S. frugiperda, commonly known as the armyworm, is an extremely destructive pest that causes considerable damage to maize plants. The larvae are particularly notorious for their aggressive feeding behavior, which leads to large, irregular holes in the leaves, often resulting in a “skeletonized” appearance of the foliage with only the veins remaining intact (Han et al., 2023; Li et al., 2023; Palli et al., 2023).

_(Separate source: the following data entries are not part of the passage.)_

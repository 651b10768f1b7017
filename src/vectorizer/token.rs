use std::collections::HashSet;

use ahash::RandomState;

use crate::{config::StopWords, vectorizer::term::TermFrequency};

/// Common English words dropped before counting.
pub const ENGLISH_STOP_WORDS: &[&str] = &[
    "a", "about", "above", "across", "after", "afterwards", "again", "against", "all", "almost",
    "alone", "along", "already", "also", "although", "always", "am", "among", "amongst",
    "amoungst", "amount", "an", "and", "another", "any", "anyhow", "anyone", "anything", "anyway",
    "anywhere", "are", "around", "as", "at", "back", "be", "became", "because", "become",
    "becomes", "becoming", "been", "before", "beforehand", "behind", "being", "below", "beside",
    "besides", "between", "beyond", "bill", "both", "bottom", "but", "by", "call", "can",
    "cannot", "cant", "co", "con", "could", "couldnt", "cry", "de", "describe", "detail", "do",
    "done", "down", "due", "during", "each", "eg", "eight", "either", "eleven", "else",
    "elsewhere", "empty", "enough", "etc", "even", "ever", "every", "everyone", "everything",
    "everywhere", "except", "few", "fifteen", "fifty", "fill", "find", "fire", "first", "five",
    "for", "former", "formerly", "forty", "found", "four", "from", "front", "full", "further",
    "get", "give", "go", "had", "has", "hasnt", "have", "he", "hence", "her", "here", "hereafter",
    "hereby", "herein", "hereupon", "hers", "herself", "him", "himself", "his", "how", "however",
    "hundred", "i", "ie", "if", "in", "inc", "indeed", "interest", "into", "is", "it", "its",
    "itself", "keep", "last", "latter", "latterly", "least", "less", "ltd", "made", "many", "may",
    "me", "meanwhile", "might", "mill", "mine", "more", "moreover", "most", "mostly", "move",
    "much", "must", "my", "myself", "name", "namely", "neither", "never", "nevertheless", "next",
    "nine", "no", "nobody", "none", "noone", "nor", "not", "nothing", "now", "nowhere", "of",
    "off", "often", "on", "once", "one", "only", "onto", "or", "other", "others", "otherwise",
    "our", "ours", "ourselves", "out", "over", "own", "part", "per", "perhaps", "please", "put",
    "rather", "re", "same", "see", "seem", "seemed", "seeming", "seems", "serious", "several",
    "she", "should", "show", "side", "since", "sincere", "six", "sixty", "so", "some", "somehow",
    "someone", "something", "sometime", "sometimes", "somewhere", "still", "such", "system",
    "take", "ten", "than", "that", "the", "their", "them", "themselves", "then", "thence",
    "there", "thereafter", "thereby", "therefore", "therein", "thereupon", "these", "they",
    "thick", "thin", "third", "this", "those", "though", "three", "through", "throughout", "thru",
    "thus", "to", "together", "too", "top", "toward", "towards", "twelve", "twenty", "two", "un",
    "under", "until", "up", "upon", "us", "very", "via", "was", "we", "well", "were", "what",
    "whatever", "when", "whence", "whenever", "where", "whereafter", "whereas", "whereby",
    "wherein", "whereupon", "wherever", "whether", "which", "while", "whither", "who", "whoever",
    "whole", "whom", "whose", "why", "will", "with", "within", "without", "would", "yet", "you",
    "your", "yours", "yourself", "yourselves",
];

/// Splits text into terms.
///
/// A term is a run of at least two alphanumeric (or `_`) characters.
/// Text is lowercased first when `lowercase` is set, then stop-words are removed.
#[derive(Debug, Clone)]
pub struct Tokenizer {
    lowercase: bool,
    stop_words: HashSet<Box<str>, RandomState>,
}

impl Default for Tokenizer {
    fn default() -> Self {
        Self::new(true, StopWords::English)
    }
}

impl Tokenizer {
    pub fn new(lowercase: bool, stop_words: StopWords) -> Self {
        let mut set = HashSet::with_hasher(RandomState::new());
        if stop_words == StopWords::English {
            set.extend(ENGLISH_STOP_WORDS.iter().map(|w| Box::<str>::from(*w)));
        }
        Self { lowercase, stop_words: set }
    }

    #[inline]
    pub fn is_stop_word(&self, term: &str) -> bool {
        self.stop_words.contains(term)
    }

    /// Terms of `text` in order of appearance, stop-words removed
    pub fn tokenize(&self, text: &str) -> Vec<String> {
        let text = if self.lowercase { text.to_lowercase() } else { text.to_string() };
        text.split(|c: char| !(c.is_alphanumeric() || c == '_'))
            .filter(|t| t.chars().nth(1).is_some())
            .filter(|t| !self.is_stop_word(t))
            .map(str::to_string)
            .collect()
    }

    /// Count the terms of one document
    pub fn term_frequency(&self, text: &str) -> TermFrequency {
        TermFrequency::from(&self.tokenize(text)[..])
    }
}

As the larvae feed, they strip away crucial tissues from the leaves, which diminishes the plant’s ability to perform photosynthesis effectively, thereby severely impacting its growth and yield. During severe infestations, the larvae can also tunnel into the whorl or growing points, causing further damage that may result in stunted growth or even the death of the plant. Figure 2 provides a detailed depiction of these typical damage symptoms, including leaf cracking and the accumulation of larval frass within the topmost leaves of maize. It also highlights the fall armyworm’s various developmental stages and feeding patterns, which collectively underscore its status as a major agricultural pest. A heavy infestation can lead to complete defoliation, stunted growth, and yield losses (Han et al., 2023; Li et al., 2023; Palli et al., 2023). The pest can also penetrate the ears and impair the grain quality. Due to its high reproduction rate and adaptability, S. frugiperda is a major threat to maize cultivation in many regions (Bakry and Abdel-Baky; 2023a, b).

Figure 2
(A) Neonate larva of S. frugiperda; (B) and (C) larva and head capsule after ecdysis; (D) and (E) head capsule and exuviae; (F) exuviae of S. frugiperda larva. The larva feeding symptoms on maize leaves, creating large, irregular holes and skeletonizing the foliage.

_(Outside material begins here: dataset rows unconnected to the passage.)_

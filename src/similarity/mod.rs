use rayon::prelude::*;
use serde::{Deserialize, Serialize};
use tracing::debug;

use crate::{
    error::{Error, Result},
    vectorizer::DocumentVector,
};

/// Pairwise cosine similarity of every document pair.
///
/// The matrix is symmetric, so only the upper triangle (diagonal included) is
/// stored, row by row. `get(i, j)` and `get(j, i)` read the same slot.
#[derive(Debug, Clone, Default, PartialEq, Serialize, Deserialize)]
pub struct SimilarityMatrix {
    n: usize,
    data: Vec<f64>,
}

/// Number of stored entries for an `n x n` matrix
#[inline]
pub fn packed_len(n: usize) -> usize {
    n * (n + 1) / 2
}

impl SimilarityMatrix {
    /// Rebuild from packed upper-triangle data.
    ///
    /// # Errors
    /// * `Error::CorruptSnapshot` - `data` does not have `packed_len(n)` entries,
    ///   or holds a score outside `[0, 1]`
    pub fn from_packed(n: usize, data: Vec<f64>) -> Result<Self> {
        if data.len() != packed_len(n) {
            return Err(Error::CorruptSnapshot {
                message: format!(
                    "similarity matrix for {} items needs {} entries, found {}",
                    n,
                    packed_len(n),
                    data.len()
                ),
            });
        }
        if let Some(pos) = data.iter().position(|s| !(0.0..=1.0).contains(s)) {
            return Err(Error::CorruptSnapshot {
                message: format!(
                    "similarity score {} at packed slot {pos} is out of range",
                    data[pos]
                ),
            });
        }
        Ok(Self { n, data })
    }

    /// Take the packed upper-triangle data, row by row
    pub fn into_packed(self) -> Vec<f64> {
        self.data
    }

    #[inline]
    fn offset(&self, i: usize, j: usize) -> usize {
        let (i, j) = if i <= j { (i, j) } else { (j, i) };
        i * (2 * self.n - i + 1) / 2 + (j - i)
    }

    /// Similarity of items `i` and `j`
    ///
    /// # Panics
    /// When `i` or `j` is out of range.
    #[inline]
    pub fn get(&self, i: usize, j: usize) -> f64 {
        assert!(i < self.n && j < self.n, "index ({i}, {j}) out of range for {}", self.n);
        self.data[self.offset(i, j)]
    }

    /// Full row `i`, one score per item in corpus order
    pub fn row(&self, i: usize) -> Vec<f64> {
        (0..self.n).map(|j| self.get(i, j)).collect()
    }

    /// Number of items (rows)
    #[inline]
    pub fn len(&self) -> usize {
        self.n
    }

    #[inline]
    pub fn is_empty(&self) -> bool {
        self.n == 0
    }

    /// Packed upper triangle, row major
    #[inline]
    pub fn packed(&self) -> &[f64] {
        &self.data
    }
}

/// Compute the cosine similarity of every pair of normalized vectors.
///
/// Rows of the upper triangle are computed in parallel. The diagonal is 1.0,
/// or 0.0 for a zero vector. Values are clamped to `[0, 1]`.
///
/// # Errors
/// * `Error::NonFiniteSimilarity` - a pair produced NaN or infinity
pub fn compute(vectors: &[DocumentVector]) -> Result<SimilarityMatrix> {
    let n = vectors.len();
    let rows: Vec<Vec<f64>> = (0..n)
        .into_par_iter()
        .map(|i| {
            let a = &vectors[i];
            let mut row = Vec::with_capacity(n - i);
            row.push(if a.is_zero() { 0.0 } else { 1.0 });
            for (offset, b) in vectors[i + 1..].iter().enumerate() {
                let score = a.dot(b);
                if !score.is_finite() {
                    return Err(Error::NonFiniteSimilarity {
                        row: i,
                        col: i + 1 + offset,
                    });
                }
                row.push(score.clamp(0.0, 1.0));
            }
            Ok(row)
        })
        .collect::<Result<_>>()?;

    let mut data = Vec::with_capacity(packed_len(n));
    for row in rows {
        data.extend(row);
    }
    debug!(items = n, entries = data.len(), "similarity matrix computed");
    Ok(SimilarityMatrix { n, data })
}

Previous studies have shown that the type of food has a significant impact on the development, life cycle, and reproduction of S. frugiperda (Maharani et al., 2021; Navasero et al., 2021; Wijerathnam et al., 2021; Xie et al., 2021; Bankar and Bhamare, 2022; El-Shennawy et al., 2022). In the current study, different maize hybrids were found to influence various biological aspects of S. frugiperda. For example, the Hi-tech 2031 hybrid resulted in the shortest larval duration, while the Giza 128 hybrid prolonged the pupal and adult stages. Additionally, the Giza 10 hybrid enhanced the fecundity of S. frugiperda, whereas the Watania 6 hybrid led to the highest pupal weight. The highest pupation rate was observed in insects fed on the Giza 10 hybrid, while the highest adult emergence rate was recorded in those fed on Hi-tech 2031.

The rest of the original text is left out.